Added to the owner’s defenses, such as for “proper payments,” are the following: “untimely” service or recording; use of improper forms; failure to timely enforce a lien; use of a fraudulent or exaggerated lien; or failure to respond properly and timely to various demands for information. There are also defenses available to the owner for a lienor’s misapplication of designated funds to an open account, the lienor’s failure to demand such designation;22 and the failure of a lienor to be properly licensed to perform the construction work.23

Proof of “Privity”
Occasions may arise in which a lienor who appears to be without privity may claim to have come into privity with the owner. Section 713.05 expressly recognizes that a lienor may move from nonprivity status to privity status and authorizes the use of one claim of lien for all the services or materials furnished in both situations. This may present a difficult issue of proof for the lienor, but one which becomes important to excuse a lienor who has not timely served a notice to owner in proper form.

The lack of a statutory definition for “privity” hasn’t made this proof of privity any easier, and numerous case decisions have attempted to identity the elements required for the application of this concept. The commonly understood meaning of “privity” is the existence of a direct contract with the owner. However, there are at least two problems which can arise from using “privity” in this manner. First, “direct contract” is already defined in F.S. §713.01(9) (2003) to mean “a direct contract between the owner and any other person,” so that “privity,” as used in §§713.05,. 06 and. 07, must mean something different. Second, “privity” is also used in §713.23(1)(c)24 to refer to the relationship between a lienor and a contractor.

Case law has been consistent in holding that privity between a lienor and an owner means more than mere knowledge by the owner that the lienor was working on the owner’s property.25 When an owner has given directions directly to a lienor for corrective work, “privity” has not been found to arise, even as to the costs of the corrective work performed.26 In fact, absent proof of an owner’s express or implied promise to the lienor to make payment for labor or materials furnished, no privity can be created.27

In addition, any promise of direct payment by an owner would have to be supported by some consideration,28 and any such “guarantee” of a third party’s payment would require a writing signed by the owner in order to satisfy the statute of frauds requirements of F.S. §721.01 (2003).29 Thus, any claim of “privity” by a lienor may very well require either a direct contract with the owner (as in the case of a payment guarantee) or some proof that the owner has received consideration from the lienor to support a promise of direct payment.

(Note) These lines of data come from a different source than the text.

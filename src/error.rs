// Licensed under the Apache License, Version 2.0 or the MIT License.
// SPDX-License-Identifier: Apache-2.0 OR MIT

//! The error kinds surfaced by every fallible entry point in this crate.

use core::fmt;

/// Result alias used throughout the core.
pub type Result<T> = core::result::Result<T, ThreadError>;

/// Every failure mode a caller of this crate's public API can observe.
///
/// `Drop` is not really an error: layers that decide to silently discard a
/// frame or datagram (bad FCS, failed security check, malformed CoAP option)
/// return it so the caller can bump a diagnostic counter, but it is never
/// propagated past the layer that produced it.
#[derive(Clone, Copy, Debug, Eq, PartialEq)]
pub enum ThreadError {
    /// Generic fatal error with no more specific kind.
    Failed,
    /// Packet intentionally discarded; not surfaced past the producing layer.
    Drop,
    /// A fixed-size pool or table (messages, neighbors, whitelist, ...) is
    /// exhausted.
    NoBufs,
    /// No route to the destination is known.
    NoRoute,
    /// The operation is already in progress (e.g. posting an enqueued
    /// tasklet).
    Busy,
    /// Malformed input.
    Parse,
    /// Caller contract violation (bad argument combination).
    InvalidArgs,
    /// A cryptographic check (MIC, replay counter) failed.
    Security,
    /// No suitable source address exists for the destination.
    NoAddress,
    /// The radio is not in a receiving state.
    NotReceiving,
    /// The operation was cancelled.
    Abort,
    /// The state machine is in the wrong state for the requested operation.
    InvalidState,
    /// CSMA-CA could not find an idle channel within the backoff budget.
    ChannelAccessFailure,
    /// No acknowledgment was received within the retry budget.
    NoAck,
    /// Address resolution is pending; the caller should retry once a
    /// notification arrives.
    AddressQuery,
}

impl fmt::Display for ThreadError {
    fn fmt(&self, f: &mut fmt::Formatter<'_>) -> fmt::Result {
        let s = match self {
            ThreadError::Failed => "failed",
            ThreadError::Drop => "dropped",
            ThreadError::NoBufs => "no buffers available",
            ThreadError::NoRoute => "no route",
            ThreadError::Busy => "busy",
            ThreadError::Parse => "parse error",
            ThreadError::InvalidArgs => "invalid arguments",
            ThreadError::Security => "security check failed",
            ThreadError::NoAddress => "no suitable source address",
            ThreadError::NotReceiving => "radio not receiving",
            ThreadError::Abort => "aborted",
            ThreadError::InvalidState => "invalid state",
            ThreadError::ChannelAccessFailure => "channel access failure",
            ThreadError::NoAck => "no ack",
            ThreadError::AddressQuery => "address query pending",
        };
        f.write_str(s)
    }
}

Therefore, a careful inquiry and investigation should be undertaken with the owner regarding all personal contacts and communications with those lienors who may otherwise appear to have no privity with the owner, especially any such lienors who have failed to serve timely and properly a notice to owner.30 In particular, those lienors who have had an opportunity to communicate directly with an owner, such as for the selection of equipment, materials, colors, or styles to be furnished or installed, might undertake some extraordinary efforts to later claim and support a finding of “privity” with the owner. For example, would the owner’s signature on a written confirmation which only identifies selections made by the owner create “privity”? Not likely. What if that written confirmation also included the pricing of those selections? Again, probably not. However, if that written confirmation included both pricing and the owner’s express promise to pay the lienor directly for same “privity” might be found to arise, if there was also a finding that consideration for that promise had been given.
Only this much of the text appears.